7. Si, en vertu du second, les cahiers des charges de cession de terrains situés à l'intérieur d'une zone d'aménagement concerté signés postérieurement à l'entrée en vigueur de la loi n° 2000-1208 du 13 décembre 2000 deviennent caducs à la date de la suppression de la zone, cette caducité ne fait pas obstacle à ce que les stipulations de ces cahiers des charges continuent de régir, en raison de leur caractère contractuel, les rapports entre les propriétaires qui y ont consenti.

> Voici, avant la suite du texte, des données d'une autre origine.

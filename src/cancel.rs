use anyhow::{anyhow, Context, Result};
use std::sync::atomic::{AtomicBool, Ordering};
use std::sync::Arc;

use crate::error::UploadError;

/// Flag shared with the signal handler, polled at every resource boundary.
#[derive(Clone, Default)]
pub struct CancelToken {
    flag: Arc<AtomicBool>,
}

impl CancelToken {
    pub fn new() -> CancelToken {
        CancelToken::default()
    }

    /// Set the token on SIGTERM and SIGINT.
    pub fn register_signals(&self) -> Result<()> {
        for signal in [signal_hook::consts::SIGTERM, signal_hook::consts::SIGINT] {
            signal_hook::flag::register(signal, Arc::clone(&self.flag))
                .with_context(|| format!("failed to register handler for signal {}", signal))?;
        }
        Ok(())
    }

    pub fn cancel(&self) {
        self.flag.store(true, Ordering::SeqCst);
    }

    pub fn is_cancelled(&self) -> bool {
        self.flag.load(Ordering::SeqCst)
    }

    /// Err(Cancelled) once the token is set.
    pub fn check(&self) -> Result<()> {
        if self.is_cancelled() {
            return Err(anyhow!(UploadError::Cancelled));
        }
        Ok(())
    }
}

#[cfg(test)]
mod tests {
    use super::*;

    #[test]
    fn clones_share_the_flag() {
        let token = CancelToken::new();
        let handler_side = token.clone();
        assert!(token.check().is_ok());
        handler_side.cancel();
        assert!(token.is_cancelled());
        let err = token.check().unwrap_err();
        assert!(matches!(
            err.downcast_ref::<UploadError>(),
            Some(UploadError::Cancelled)
        ));
    }
}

8. Pour rejeter la demande de Mme J... et M. O..., l'arrêt retient, que, selon l'article L 311-6 du code de l'urbanisme dans sa version applicable à l'espèce, le cahier des charges des zones d'aménagement concerté, qui peut fixer des prescriptions techniques, urbanistiques et architecturales imposées pour la durée de la réalisation de la zone, devient caduc à la date de sa suppression.

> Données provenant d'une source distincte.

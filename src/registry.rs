// ABOUTME: Named collection of backend APIs with their catalogs, credentials, and HTTP clients
// ABOUTME: Built once at startup; resolves caller-supplied API names case-insensitively
//
// SPDX-License-Identifier: MIT OR Apache-2.0
// Copyright (c) 2026 dravr.ai

use std::fmt;
use std::sync::Arc;

use tracing::{info, warn};

use crate::catalog::{match_name, EndpointCatalog};
use crate::config::ApiSource;
use crate::http::{ClientFactory, HttpClient};
use crate::loader::SpecLoader;
use crate::types::ApiError;

/// Type alias for the registry handle shared by the server and its tools
pub type SharedRegistry = Arc<ApiRegistry>;

/// One registered backend API
pub struct ApiEntry {
    name: String,
    source: String,
    title: Option<String>,
    version: Option<String>,
    catalog: EndpointCatalog,
    auth: Option<String>,
    client: Arc<dyn HttpClient>,
}

impl ApiEntry {
    /// Create an entry whose base URL is the one the client is bound to
    pub fn new(name: impl Into<String>, catalog: EndpointCatalog, client: Arc<dyn HttpClient>) -> Self {
        Self {
            name: name.into(),
            source: String::new(),
            title: None,
            version: None,
            catalog,
            auth: None,
            client,
        }
    }

    /// Record the interface document reference
    #[must_use]
    pub fn with_source(mut self, source: impl Into<String>) -> Self {
        self.source = source.into();
        self
    }

    /// Set the display title and version
    #[must_use]
    pub fn with_info(mut self, title: Option<String>, version: Option<String>) -> Self {
        self.title = title;
        self.version = version;
        self
    }

    /// Set the fixed Authorization credential
    #[must_use]
    pub fn with_auth(mut self, auth: Option<String>) -> Self {
        self.auth = auth;
        self
    }

    /// Registry key
    pub fn name(&self) -> &str {
        &self.name
    }

    /// Interface document reference
    pub fn source(&self) -> &str {
        &self.source
    }

    /// Resolved base URL
    pub fn base_url(&self) -> &str {
        self.client.base_url()
    }

    /// Display title from the document, if any
    pub fn title(&self) -> Option<&str> {
        self.title.as_deref()
    }

    /// Display version from the document, if any
    pub fn version(&self) -> Option<&str> {
        self.version.as_deref()
    }

    /// `Title (vVersion)` with placeholders for missing parts
    pub fn display_title(&self) -> String {
        format!(
            "{} (v{})",
            self.title.as_deref().unwrap_or(&self.name),
            self.version.as_deref().unwrap_or("?")
        )
    }

    /// The endpoint catalog
    pub const fn catalog(&self) -> &EndpointCatalog {
        &self.catalog
    }

    /// Fixed Authorization credential, if configured
    pub fn auth(&self) -> Option<&str> {
        self.auth.as_deref()
    }

    /// HTTP client bound to this API's base URL
    pub fn client(&self) -> &Arc<dyn HttpClient> {
        &self.client
    }
}

impl fmt::Debug for ApiEntry {
    fn fmt(&self, f: &mut fmt::Formatter<'_>) -> fmt::Result {
        f.debug_struct("ApiEntry")
            .field("name", &self.name)
            .field("source", &self.source)
            .field("base_url", &self.base_url())
            .field("endpoints", &self.catalog.len())
            .field("auth", &self.auth.as_ref().map(|_| "<redacted>"))
            .finish_non_exhaustive()
    }
}

/// Why an API name did not resolve to an entry
#[derive(Debug, Clone, PartialEq, Eq)]
pub enum ResolveError {
    /// The registry holds no APIs at all
    Empty,
    /// Several APIs are registered and no name was supplied
    NameRequired,
    /// No registered API matches the supplied name
    NotFound(String),
}

impl fmt::Display for ResolveError {
    fn fmt(&self, f: &mut fmt::Formatter<'_>) -> fmt::Result {
        match self {
            Self::Empty => write!(f, "No APIs are loaded"),
            Self::NameRequired => write!(f, "Several APIs are registered; choose one with 'api'"),
            Self::NotFound(name) => write!(f, "API not found: {name}"),
        }
    }
}

/// Ordered, immutable collection of registered APIs
#[derive(Debug, Default)]
pub struct ApiRegistry {
    entries: Vec<ApiEntry>,
}

impl ApiRegistry {
    /// Create a registry from ready-made entries
    ///
    /// Later entries whose name case-insensitively duplicates an earlier one
    /// are dropped.
    pub fn new(entries: Vec<ApiEntry>) -> Self {
        let mut registry = Self::default();
        for entry in entries {
            registry.insert(entry);
        }
        registry
    }

    fn insert(&mut self, entry: ApiEntry) -> bool {
        if self.entries.iter().any(|e| e.name.eq_ignore_ascii_case(&entry.name)) {
            warn!(api = %entry.name, "Duplicate API name, keeping the first registration");
            return false;
        }
        self.entries.push(entry);
        true
    }

    /// Load every configured API, skipping (and logging) those that fail
    ///
    /// Never fails as a whole: a registry with zero entries is returned when
    /// every source fails.
    pub async fn load(
        sources: &[ApiSource],
        loader: &dyn SpecLoader,
        factory: &dyn ClientFactory,
    ) -> Self {
        let mut registry = Self::default();

        for source in sources {
            if registry.get(&source.name).is_some() {
                warn!(api = %source.name, "Duplicate API name, skipping");
                continue;
            }

            match load_entry(source, loader, factory).await {
                Ok(entry) => {
                    info!(
                        api = %entry.name(),
                        base_url = %entry.base_url(),
                        endpoints = entry.catalog().len(),
                        categories = entry.catalog().category_count(),
                        "Registered API"
                    );
                    registry.insert(entry);
                }
                Err(e) => {
                    warn!(api = %source.name, source = %source.source, error = %e, "Failed to load API, skipping");
                }
            }
        }

        if registry.is_empty() {
            warn!("No APIs could be loaded; serving an empty tool set");
        }

        registry
    }

    /// Registered entries in registration order
    pub fn entries(&self) -> &[ApiEntry] {
        &self.entries
    }

    /// Registered names in registration order
    pub fn names(&self) -> Vec<&str> {
        self.entries.iter().map(|e| e.name.as_str()).collect()
    }

    /// Number of registered APIs
    pub fn len(&self) -> usize {
        self.entries.len()
    }

    /// Whether no API is registered
    pub fn is_empty(&self) -> bool {
        self.entries.is_empty()
    }

    /// Whether callers must name the API they mean
    pub fn requires_api_name(&self) -> bool {
        self.entries.len() > 1
    }

    /// Look up an entry by name (exact, then case-insensitive)
    pub fn get(&self, name: &str) -> Option<&ApiEntry> {
        match_name(&self.entries, name, |e| e.name.as_str())
    }

    /// Resolve the API a tool call targets
    ///
    /// With exactly one entry the supplied name is ignored. With more, a
    /// non-empty name is required.
    pub fn resolve(&self, name: Option<&str>) -> Result<&ApiEntry, ResolveError> {
        match self.entries.as_slice() {
            [] => Err(ResolveError::Empty),
            [only] => Ok(only),
            _ => {
                let name = name.map(str::trim).filter(|n| !n.is_empty());
                let Some(name) = name else {
                    return Err(ResolveError::NameRequired);
                };
                self.get(name)
                    .ok_or_else(|| ResolveError::NotFound(name.to_owned()))
            }
        }
    }
}

async fn load_entry(
    source: &ApiSource,
    loader: &dyn SpecLoader,
    factory: &dyn ClientFactory,
) -> Result<ApiEntry, ApiError> {
    let parsed = loader.load(&source.source).await?;

    let base_url = source
        .base_url
        .clone()
        .unwrap_or(parsed.base_url);
    if base_url.trim().is_empty() {
        return Err(ApiError::config(format!(
            "No base URL for API '{}': the document declares none and no override was given",
            source.name
        )));
    }

    let client = factory.create(&base_url)?;

    Ok(ApiEntry::new(&source.name, EndpointCatalog::new(parsed.endpoints), client)
        .with_source(&source.source)
        .with_info(parsed.title, parsed.version)
        .with_auth(source.auth.clone()))
}

#[cfg(test)]
mod tests {
    use super::*;
    use crate::test_support::{entry, RecordingClient, StaticFactory, StaticLoader};
    use crate::types::{EndpointRecord, HttpMethod, ParsedSpec};

    fn spec(base_url: &str) -> ParsedSpec {
        ParsedSpec {
            endpoints: vec![EndpointRecord::new("ping", HttpMethod::Get, "/ping")],
            base_url: base_url.to_owned(),
            title: Some("Pinger".to_owned()),
            version: Some("3".to_owned()),
        }
    }

    #[test]
    fn single_entry_ignores_supplied_name() {
        let registry = ApiRegistry::new(vec![entry("local", vec![])]);
        assert_eq!(registry.resolve(None).map(ApiEntry::name), Ok("local"));
        assert_eq!(registry.resolve(Some("whatever")).map(ApiEntry::name), Ok("local"));
        assert!(!registry.requires_api_name());
    }

    #[test]
    fn multiple_entries_require_a_name() {
        let registry = ApiRegistry::new(vec![entry("local", vec![]), entry("dev", vec![])]);
        assert_eq!(registry.resolve(None).map(ApiEntry::name), Err(ResolveError::NameRequired));
        assert_eq!(registry.resolve(Some("  ")).map(ApiEntry::name), Err(ResolveError::NameRequired));
        assert_eq!(
            registry.resolve(Some("prod")).map(ApiEntry::name),
            Err(ResolveError::NotFound("prod".to_owned()))
        );
    }

    #[test]
    fn resolution_is_case_insensitive() {
        let registry = ApiRegistry::new(vec![entry("Local", vec![]), entry("dev", vec![])]);
        let exact = registry.resolve(Some("Local")).expect("exact");
        let folded = registry.resolve(Some("local")).expect("folded");
        assert!(std::ptr::eq(exact, folded));
    }

    #[test]
    fn empty_registry_resolves_to_empty_error() {
        let registry = ApiRegistry::default();
        assert_eq!(registry.resolve(Some("x")).map(ApiEntry::name), Err(ResolveError::Empty));
    }

    #[test]
    fn duplicate_names_keep_first() {
        let registry = ApiRegistry::new(vec![entry("local", vec![]), entry("LOCAL", vec![])]);
        assert_eq!(registry.names(), vec!["local"]);
    }

    #[tokio::test]
    async fn load_skips_failures_and_applies_overrides() {
        let loader = StaticLoader::new()
            .with_spec("http://a/v3/api-docs", spec("http://a"))
            .with_spec("http://b/v3/api-docs", spec("http://b"));
        let factory = StaticFactory::default();

        let sources = vec![
            ApiSource::new("a", "http://a/v3/api-docs").with_auth("Bearer a"),
            ApiSource::new("broken", "http://missing/v3/api-docs"),
            ApiSource::new("b", "http://b/v3/api-docs").with_base_url("http://override"),
            ApiSource::new("A", "http://b/v3/api-docs"),
        ];

        let registry = ApiRegistry::load(&sources, &loader, &factory).await;
        assert_eq!(registry.names(), vec!["a", "b"]);

        let a = registry.get("a").expect("a");
        assert_eq!(a.base_url(), "http://a");
        assert_eq!(a.auth(), Some("Bearer a"));
        assert_eq!(a.display_title(), "Pinger (v3)");
        assert_eq!(a.source(), "http://a/v3/api-docs");

        assert_eq!(registry.get("b").expect("b").base_url(), "http://override");
    }

    #[tokio::test]
    async fn load_with_every_source_failing_yields_empty_registry() {
        let loader = StaticLoader::new();
        let factory = StaticFactory::default();
        let sources = vec![ApiSource::new("x", "http://nowhere")];

        let registry = ApiRegistry::load(&sources, &loader, &factory).await;
        assert!(registry.is_empty());
    }

    #[tokio::test]
    async fn load_rejects_missing_base_url() {
        let loader = StaticLoader::new().with_spec("spec.json", spec(""));
        let factory = StaticFactory::default();
        let registry = ApiRegistry::load(&[ApiSource::new("x", "spec.json")], &loader, &factory).await;
        assert!(registry.is_empty());
    }

    #[test]
    fn debug_output_redacts_credential() {
        let e = ApiEntry::new("x", EndpointCatalog::default(), Arc::new(RecordingClient::ok("http://x", 200, "")))
            .with_auth(Some("Bearer secret".to_owned()));
        let rendered = format!("{e:?}");
        assert!(!rendered.contains("secret"));
        assert!(rendered.contains("<redacted>"));
    }
}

9. Il ajoute qu'il est constant en l'espèce que la ZAC a été supprimée par délibération du conseil municipal du 17 décembre 2013, soit avant la date d'acquisition de leur bien par M. et Mme T..., et que le seul rappel par leur acte notarié de certaines clauses et conditions dudit cahier des charges, caduc par l'effet de la loi, et au titre desquelles il n'est fait aucune référence à l'article 3-6 des prescriptions architecturales dont l'acte de Mme J... et M. O... précise qu'elles étaient annexées audit cahier des charges, ne crée pas à la charge de M. et Mme T... une obligation de nature contractuelle dont Mme J... et M. O... seraient susceptibles de se prévaloir pour poursuivre, au motif du trouble manifestement illicite résultant de la méconnaissance des prescriptions de ce cahier des charges, la démolition d'un abri technique de piscine contrevenant à celles-ci.

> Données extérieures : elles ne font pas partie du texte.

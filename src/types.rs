// ABOUTME: Core types for the REST API bridge: errors, endpoint and parameter records
// ABOUTME: Provides ApiError, HttpMethod, ParamLocation, EndpointRecord, and ParsedSpec
//
// SPDX-License-Identifier: MIT OR Apache-2.0
// Copyright (c) 2026 dravr.ai

//! # Core Types
//!
//! Self-contained type definitions shared by the catalog, registry, document
//! parser, and call dispatcher. Records are produced once by the document
//! parser and are read-only afterwards.

use std::fmt;

// ============================================================================
// Error Type
// ============================================================================

/// Error type for registry, document, and transport operations
#[derive(Debug, Clone)]
pub struct ApiError {
    /// Error category
    pub kind: ErrorKind,
    /// Human-readable error message
    pub message: String,
}

/// Categories of errors produced by the bridge
#[derive(Debug, Clone, Copy, PartialEq, Eq)]
pub enum ErrorKind {
    /// Internal error (bug, unexpected state)
    Internal,
    /// Configuration error
    Config,
    /// Interface document could not be fetched or parsed
    Document,
    /// Network failure talking to a backend API
    Transport,
    /// Outbound request could not be built from the supplied arguments
    InvalidRequest,
}

impl ApiError {
    /// Create an internal error
    pub fn internal(message: impl Into<String>) -> Self {
        Self {
            kind: ErrorKind::Internal,
            message: message.into(),
        }
    }

    /// Create a config error
    pub fn config(message: impl Into<String>) -> Self {
        Self {
            kind: ErrorKind::Config,
            message: message.into(),
        }
    }

    /// Create a document error for the given source reference
    pub fn document(source: impl Into<String>, message: impl Into<String>) -> Self {
        Self {
            kind: ErrorKind::Document,
            message: format!("{}: {}", source.into(), message.into()),
        }
    }

    /// Create a transport error
    pub fn transport(message: impl Into<String>) -> Self {
        Self {
            kind: ErrorKind::Transport,
            message: message.into(),
        }
    }

    /// Create an invalid-request error
    pub fn invalid_request(message: impl Into<String>) -> Self {
        Self {
            kind: ErrorKind::InvalidRequest,
            message: message.into(),
        }
    }
}

impl fmt::Display for ApiError {
    fn fmt(&self, f: &mut fmt::Formatter<'_>) -> fmt::Result {
        write!(f, "{:?}: {}", self.kind, self.message)
    }
}

impl std::error::Error for ApiError {}

impl From<fmt::Error> for ApiError {
    fn from(e: fmt::Error) -> Self {
        Self::internal(format!("Failed to render output: {e}"))
    }
}

// ============================================================================
// HTTP Method
// ============================================================================

/// HTTP methods an endpoint record may declare
#[derive(Debug, Clone, Copy, PartialEq, Eq, Hash)]
pub enum HttpMethod {
    /// GET
    Get,
    /// POST
    Post,
    /// PUT
    Put,
    /// DELETE
    Delete,
    /// PATCH
    Patch,
    /// HEAD
    Head,
    /// OPTIONS
    Options,
}

impl HttpMethod {
    /// Methods in the order operations are collected from a path item
    pub const ALL: [Self; 7] = [
        Self::Get,
        Self::Post,
        Self::Put,
        Self::Delete,
        Self::Patch,
        Self::Head,
        Self::Options,
    ];

    /// Upper-case wire name
    #[must_use]
    pub const fn as_str(&self) -> &'static str {
        match self {
            Self::Get => "GET",
            Self::Post => "POST",
            Self::Put => "PUT",
            Self::Delete => "DELETE",
            Self::Patch => "PATCH",
            Self::Head => "HEAD",
            Self::Options => "OPTIONS",
        }
    }

    /// Lower-case key used by path items in interface documents
    #[must_use]
    pub const fn document_key(&self) -> &'static str {
        match self {
            Self::Get => "get",
            Self::Post => "post",
            Self::Put => "put",
            Self::Delete => "delete",
            Self::Patch => "patch",
            Self::Head => "head",
            Self::Options => "options",
        }
    }
}

impl fmt::Display for HttpMethod {
    fn fmt(&self, f: &mut fmt::Formatter<'_>) -> fmt::Result {
        f.write_str(self.as_str())
    }
}

// ============================================================================
// Endpoint Records
// ============================================================================

/// Where a declared parameter travels in the outbound request
#[derive(Debug, Clone, Copy, PartialEq, Eq, Hash)]
pub enum ParamLocation {
    /// Substituted into a `{name}` placeholder of the path template
    Path,
    /// Appended to the query string
    Query,
    /// Sent as an HTTP header
    Header,
    /// Collected into the JSON request body object
    Body,
}

impl ParamLocation {
    /// Parse the `in` value of a document parameter
    ///
    /// `formData` is folded into `Body`; `cookie` and unknown locations
    /// return `None` and are skipped by the parser.
    #[must_use]
    pub fn from_document(value: &str) -> Option<Self> {
        match value {
            "path" => Some(Self::Path),
            "query" => Some(Self::Query),
            "header" => Some(Self::Header),
            "body" | "formData" => Some(Self::Body),
            _ => None,
        }
    }

    /// Lower-case name used in listings and error messages
    #[must_use]
    pub const fn as_str(&self) -> &'static str {
        match self {
            Self::Path => "path",
            Self::Query => "query",
            Self::Header => "header",
            Self::Body => "body",
        }
    }
}

impl fmt::Display for ParamLocation {
    fn fmt(&self, f: &mut fmt::Formatter<'_>) -> fmt::Result {
        f.write_str(self.as_str())
    }
}

/// A single declared parameter of an endpoint
#[derive(Debug, Clone, PartialEq, Eq)]
pub struct ParameterRecord {
    /// Parameter name (argument key supplied by the caller)
    pub name: String,
    /// Where the value is placed in the outbound request
    pub location: ParamLocation,
    /// Declared schema type, echoed in listings but never enforced
    pub declared_type: String,
    /// Whether the caller must supply a non-null value
    pub required: bool,
    /// Free-text description from the document
    pub description: String,
}

impl ParameterRecord {
    /// Create a parameter record with an empty description
    pub fn new(
        name: impl Into<String>,
        location: ParamLocation,
        declared_type: impl Into<String>,
        required: bool,
    ) -> Self {
        Self {
            name: name.into(),
            location,
            declared_type: declared_type.into(),
            required,
            description: String::new(),
        }
    }

    /// Set the description
    #[must_use]
    pub fn with_description(mut self, description: impl Into<String>) -> Self {
        self.description = description.into();
        self
    }
}

/// One described HTTP operation of a backend API
#[derive(Debug, Clone, PartialEq, Eq)]
pub struct EndpointRecord {
    /// Catalog-unique operation name (first insertion wins on duplicates)
    pub operation_id: String,
    /// HTTP method
    pub method: HttpMethod,
    /// Path template with `{name}` placeholders
    pub path: String,
    /// One-line summary
    pub summary: String,
    /// Longer description
    pub description: String,
    /// Declared parameters in document order
    pub parameters: Vec<ParameterRecord>,
    /// Grouping tags (empty means the implicit `default` tag)
    pub tags: Vec<String>,
}

impl EndpointRecord {
    /// Create an endpoint with no parameters, tags, or text
    pub fn new(operation_id: impl Into<String>, method: HttpMethod, path: impl Into<String>) -> Self {
        Self {
            operation_id: operation_id.into(),
            method,
            path: path.into(),
            summary: String::new(),
            description: String::new(),
            parameters: Vec::new(),
            tags: Vec::new(),
        }
    }

    /// Set the summary
    #[must_use]
    pub fn with_summary(mut self, summary: impl Into<String>) -> Self {
        self.summary = summary.into();
        self
    }

    /// Set the description
    #[must_use]
    pub fn with_description(mut self, description: impl Into<String>) -> Self {
        self.description = description.into();
        self
    }

    /// Append a parameter
    #[must_use]
    pub fn with_parameter(mut self, parameter: ParameterRecord) -> Self {
        self.parameters.push(parameter);
        self
    }

    /// Replace the tag list
    #[must_use]
    pub fn with_tags<I, S>(mut self, tags: I) -> Self
    where
        I: IntoIterator<Item = S>,
        S: Into<String>,
    {
        self.tags = tags.into_iter().map(Into::into).collect();
        self
    }

    /// Names of required parameters, in declaration order
    pub fn required_parameter_names(&self) -> Vec<&str> {
        self.parameters
            .iter()
            .filter(|p| p.required)
            .map(|p| p.name.as_str())
            .collect()
    }

    /// Names of optional parameters, in declaration order
    pub fn optional_parameter_names(&self) -> Vec<&str> {
        self.parameters
            .iter()
            .filter(|p| !p.required)
            .map(|p| p.name.as_str())
            .collect()
    }
}

/// Output of parsing one interface document
#[derive(Debug, Clone, Default)]
pub struct ParsedSpec {
    /// Endpoint records in document order
    pub endpoints: Vec<EndpointRecord>,
    /// Base URL declared by (or derived for) the document
    pub base_url: String,
    /// `info.title`, when present
    pub title: Option<String>,
    /// `info.version`, when present
    pub version: Option<String>,
}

10. En se déterminant ainsi, sans rechercher, comme il le lui était demandé, si la reproduction, dans l'acte de vente, des stipulations du cahier des charges, qui prévoyaient que tant les règles de droit privé s'ajoutant aux dispositions contenues dans le plan local d'urbanisme que les conditions générales des ventes consenties par l'aménageur devraient être reprises dans tous les actes de revente et s'imposeraient dans les rapports des propriétaires successifs entre eux et que le cahier des charges serait opposable à quiconque détiendrait tout ou partie du territoire de la ZAC, ne caractérisait pas la volonté des parties de conférer à ces obligations, par une stipulation pour autrui, un caractère contractuel, la cour d'appel n'a pas donné de base légale à sa décision.

Mise hors de cause

11. En application de l'article 625 du code de procédure civile, il n'y a pas lieu de mettre hors de cause la société Serthal, dont la présence est nécessaire devant la cour d'appel de renvoi.

PAR CES MOTIFS, et sans qu'il y ait lieu de statuer sur les autres griefs, la Cour :

CASSE ET ANNULE, en toutes ses dispositions, l'arrêt rendu le 27 juin 2019, entre les parties, par la cour d'appel de Nîmes ;

Remet l'affaire et les parties dans l'état où elles se trouvaient avant cet arrêt et les renvoie devant la cour d'appel de Lyon ;

DIT n'y avoir lieu de mettre hors de cause la société Serthal.

- Président : M. Chauvin - Rapporteur : M. Jacques - Avocat général : Mme Vassallo (premier avocat général) - Avocat(s) : SCP Lyon-Caen et Thiriez ; SCP Leduc et Vigand ; SCP Rousseau et Tapie -

Textes visés :

Article 1134, alinéa 1, du code civil, dans sa rédaction antérieure à celle issue de l'ordonnance n° 2016-131 du 10 février 2016 ; article L. 311-6, alinéa 3, du code de l'urbanisme, dans sa rédaction antérieure à celle issue de la loi n° 2018-1021 du 23 novembre 2018.